Exactly the lines from the start of the data below through the line containing "impl ParseCommand for GeoPos" must be returned, and no others.

-- Data shown follows --

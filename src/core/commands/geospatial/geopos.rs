use super::helpers::score_to_coordinates;
use crate::core::commands::command_spec::CommandSpec;
use crate::core::commands::command_trait::{
    CommandFlags, ExecutableCommand, ParseCommand, WriteOutcome,
};
use crate::core::commands::helpers::extract_bytes;
use crate::core::protocol::RespFrame;
use crate::core::storage::data_types::DataValue;
use crate::core::storage::db::ExecutionContext;
use crate::core::{RespValue, SpinelDBError};
use async_trait::async_trait;
use bytes::Bytes;

#[derive(Debug, Clone, Default)]
pub struct GeoPos {
    pub key: Bytes,
    pub members: Vec<Bytes>,
}

impl ParseCommand for GeoPos {
    fn parse(args: &[RespFrame]) -> Result<Self, SpinelDBError> {
        if args.len() < 2 {
            return Err(SpinelDBError::WrongArgumentCount("GEOPOS".to_string()));
        }
        let key = extract_bytes(&args[0])?;
        let members = args[1..]
            .iter()
            .map(extract_bytes)
            .collect::<Result<_, _>>()?;
        Ok(GeoPos { key, members })
    }
}

#[async_trait]
impl ExecutableCommand for GeoPos {
    async fn execute<'a>(
        &self,
        ctx: &mut ExecutionContext<'a>,
    ) -> Result<(RespValue, WriteOutcome), SpinelDBError> {
        let (_, shard_cache_guard) = ctx.get_single_shard_context_mut()?;
        let mut results = Vec::with_capacity(self.members.len());

        if let Some(entry) = shard_cache_guard.get(&self.key) {
            if !entry.is_expired() {
                if let DataValue::SortedSet(zset) = &entry.data {
                    for member in &self.members {
                        if let Some(score) = zset.get_score(member) {
                            match score_to_coordinates(score) {
                                Ok((lon, lat)) => results.push(RespValue::Array(vec![
                                    RespValue::BulkString(lon.to_string().into()),
                                    RespValue::BulkString(lat.to_string().into()),
                                ])),
                                Err(_) => results.push(RespValue::Null),
                            }
                        } else {
                            results.push(RespValue::Null);
                        }
                    }
                } else {
                    return Err(SpinelDBError::WrongType);
                }
            } else {
                for _ in &self.members {
                    results.push(RespValue::Null);
                }
            }
        } else {
            for _ in &self.members {
                results.push(RespValue::Null);
            }
        }

        Ok((RespValue::Array(results), WriteOutcome::DidNotWrite))
    }
}

impl CommandSpec for GeoPos {
    fn name(&self) -> &'static str {
        "geopos"
    }
    fn arity(&self) -> i64 {
        -3
    }
    fn flags(&self) -> CommandFlags {
        CommandFlags::READONLY | CommandFlags::MOVABLEKEYS
    }
    fn first_key(&self) -> i64 {
        1
    }
    fn last_key(&self) -> i64 {
        1
    }
    fn step(&self) -> i64 {
        1
    }
    fn get_keys(&self) -> Vec<Bytes> {
        vec![self.key.clone()]
    }
    fn to_resp_args(&self) -> Vec<Bytes> {
        let mut args = vec![self.key.clone()];
        args.extend(self.members.clone());
        args
    }
}
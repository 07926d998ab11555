// src/core/commands/generic/persist.rs

use super::expire_variants::set_expiry;
use crate::core::commands::command_spec::CommandSpec;
use crate::core::commands::command_trait::{
    CommandFlags, ExecutableCommand, ParseCommand, WriteOutcome,
};
use crate::core::commands::helpers::{extract_bytes, validate_arg_count};
use crate::core::protocol::RespFrame;
use crate::core::storage::db::ExecutionContext;
use crate::core::{RespValue, SpinelDBError};
use async_trait::async_trait;
use bytes::Bytes;

#[derive(Debug, Clone, Default)]
pub struct Persist {
    pub key: Bytes,
}
impl ParseCommand for Persist {
    fn parse(args: &[RespFrame]) -> Result<Self, SpinelDBError> {
        validate_arg_count(args, 1, "PERSIST")?;
        Ok(Persist {
            key: extract_bytes(&args[0])?,
        })
    }
}
#[async_trait]
impl ExecutableCommand for Persist {
    async fn execute<'a>(
        &self,
        ctx: &mut ExecutionContext<'a>,
    ) -> Result<(RespValue, WriteOutcome), SpinelDBError> {
        // Mengirimkan `None` ke helper berarti menghapus expiry.
        set_expiry(&self.key, None, ctx).await
    }
}
impl CommandSpec for Persist {
    fn name(&self) -> &'static str {
        "persist"
    }
    fn arity(&self) -> i64 {
        2
    }
    fn flags(&self) -> CommandFlags {
        CommandFlags::WRITE | CommandFlags::MOVABLEKEYS
    }
    fn first_key(&self) -> i64 {
        1
    }
    fn last_key(&self) -> i64 {
        1
    }
    fn step(&self) -> i64 {
        1
    }
    fn get_keys(&self) -> Vec<Bytes> {
        vec![self.key.clone()]
    }
    fn to_resp_args(&self) -> Vec<Bytes> {
        vec![self.key.clone()]
    }
}
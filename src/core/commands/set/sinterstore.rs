// src/core/commands/set/sinterstore.rs

use super::set_ops_logic::{execute_sinter, store_set_result};
use crate::core::commands::command_spec::CommandSpec;
use crate::core::commands::command_trait::{
    CommandFlags, ExecutableCommand, ParseCommand, WriteOutcome,
};
use crate::core::commands::helpers::extract_bytes;
use crate::core::protocol::RespFrame;
use crate::core::storage::db::ExecutionContext;
use crate::core::{RespValue, SpinelDBError};
use async_trait::async_trait;
use bytes::Bytes;

#[derive(Debug, Clone, Default)]
pub struct SInterStore {
    pub destination: Bytes,
    pub keys: Vec<Bytes>,
}

impl ParseCommand for SInterStore {
    fn parse(args: &[RespFrame]) -> Result<Self, SpinelDBError> {
        if args.len() < 2 {
            return Err(SpinelDBError::WrongArgumentCount("SINTERSTORE".to_string()));
        }
        let destination = extract_bytes(&args[0])?;
        let keys = args[1..]
            .iter()
            .map(extract_bytes)
            .collect::<Result<_, _>>()?;
        Ok(SInterStore { destination, keys })
    }
}

#[async_trait]
impl ExecutableCommand for SInterStore {
    async fn execute<'a>(
        &self,
        ctx: &mut ExecutionContext<'a>,
    ) -> Result<(RespValue, WriteOutcome), SpinelDBError> {
        let intersection_set = execute_sinter(&self.keys, ctx).await?;
        store_set_result(&self.destination, intersection_set, ctx)
    }
}

impl CommandSpec for SInterStore {
    fn name(&self) -> &'static str {
        "sinterstore"
    }
    fn arity(&self) -> i64 {
        -3
    }
    fn flags(&self) -> CommandFlags {
        CommandFlags::WRITE | CommandFlags::DENY_OOM | CommandFlags::MOVABLEKEYS
    }
    fn first_key(&self) -> i64 {
        1
    }
    fn last_key(&self) -> i64 {
        -1
    }
    fn step(&self) -> i64 {
        1
    }
    fn get_keys(&self) -> Vec<Bytes> {
        let mut all_keys = vec![self.destination.clone()];
        all_keys.extend_from_slice(&self.keys);
        all_keys
    }
    fn to_resp_args(&self) -> Vec<Bytes> {
        let mut all_args = vec![self.destination.clone()];
        all_args.extend_from_slice(&self.keys);
        all_args
    }
}
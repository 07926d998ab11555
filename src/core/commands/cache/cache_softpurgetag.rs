// src/core/commands/cache/cache_softpurgetag.rs

//! Implements the `CACHE.SOFTPURGETAG` command.

use crate::core::commands::command_spec::CommandSpec;
use crate::core::commands::command_trait::{
    CommandFlags, ExecutableCommand, ParseCommand, WriteOutcome,
};
use crate::core::commands::helpers::extract_bytes;
use crate::core::database::ExecutionContext;
use crate::core::protocol::RespFrame;
use crate::core::storage::data_types::DataValue;
use crate::core::{RespValue, SpinelDBError};
use async_trait::async_trait;
use bytes::Bytes;
use std::collections::HashSet;
use std::time::Instant;

/// Represents the `CACHE.SOFTPURGETAG` command.
#[derive(Debug, Clone, Default)]
pub struct CacheSoftPurgeTag {
    pub tags: Vec<Bytes>,
}

impl ParseCommand for CacheSoftPurgeTag {
    fn parse(args: &[RespFrame]) -> Result<Self, SpinelDBError> {
        if args.is_empty() {
            return Err(SpinelDBError::WrongArgumentCount(
                "CACHE.SOFTPURGETAG".to_string(),
            ));
        }
        let tags = args.iter().map(extract_bytes).collect::<Result<_, _>>()?;
        Ok(CacheSoftPurgeTag { tags })
    }
}

#[async_trait]
impl ExecutableCommand for CacheSoftPurgeTag {
    /// Executes the command by marking all entries with the given tags as stale.
    async fn execute<'a>(
        &self,
        ctx: &mut ExecutionContext<'a>,
    ) -> Result<(RespValue, WriteOutcome), SpinelDBError> {
        let db = ctx.db;
        let mut keys_to_purge = HashSet::new();

        // Phase 1: Collect keys without holding locks for too long.
        let all_guards = db.lock_all_shards().await;
        for guard in all_guards.iter() {
            for tag in &self.tags {
                if let Some(keys_in_tag) = guard.tag_index.get(tag) {
                    keys_to_purge.extend(keys_in_tag.iter().cloned());
                }
            }
        }
        drop(all_guards);

        if keys_to_purge.is_empty() {
            return Ok((RespValue::Integer(0), WriteOutcome::DidNotWrite));
        }

        let keys_vec: Vec<Bytes> = keys_to_purge.into_iter().collect();
        let mut guards = db.lock_shards_for_keys(&keys_vec).await;
        let mut purged_count = 0;

        // Phase 2: Modify the entries under lock.
        for key in keys_vec {
            let shard_index = db.get_shard_index(&key);
            if let Some(guard) = guards.get_mut(&shard_index)
                && let Some(entry) = guard.get_mut(&key)
                && !entry.is_expired()
                && matches!(entry.data, DataValue::HttpCache { .. })
            {
                entry.expiry = Some(Instant::now());
                entry.version += 1;
                purged_count += 1;
            }
        }

        let outcome = if purged_count > 0 {
            WriteOutcome::Write {
                keys_modified: purged_count,
            }
        } else {
            WriteOutcome::DidNotWrite
        };

        Ok((RespValue::Integer(purged_count as i64), outcome))
    }
}

impl CommandSpec for CacheSoftPurgeTag {
    fn name(&self) -> &'static str {
        "cache.softpurgetag"
    }
    fn arity(&self) -> i64 {
        -2
    }
    fn flags(&self) -> CommandFlags {
        CommandFlags::WRITE
    }
    fn first_key(&self) -> i64 {
        0
    }
    fn last_key(&self) -> i64 {
        0
    }
    fn step(&self) -> i64 {
        0
    }
    fn get_keys(&self) -> Vec<Bytes> {
        vec![]
    }
    fn to_resp_args(&self) -> Vec<Bytes> {
        self.tags.clone()
    }
}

-- Data shown concluded --

■ Solution to this task:
filename src/core/commands/geospatial/geopos.rs
use super::helpers::score_to_coordinates;
use crate::core::commands::command_spec::CommandSpec;
use crate::core::commands::command_trait::{
    CommandFlags, ExecutableCommand, ParseCommand, WriteOutcome,
};
use crate::core::commands::helpers::extract_bytes;
use crate::core::protocol::RespFrame;
use crate::core::storage::data_types::DataValue;
use crate::core::storage::db::ExecutionContext;
use crate::core::{RespValue, SpinelDBError};
use async_trait::async_trait;
use bytes::Bytes;

#[derive(Debug, Clone, Default)]
pub struct GeoPos {
    pub key: Bytes,
    pub members: Vec<Bytes>,
}

impl ParseCommand for GeoPos {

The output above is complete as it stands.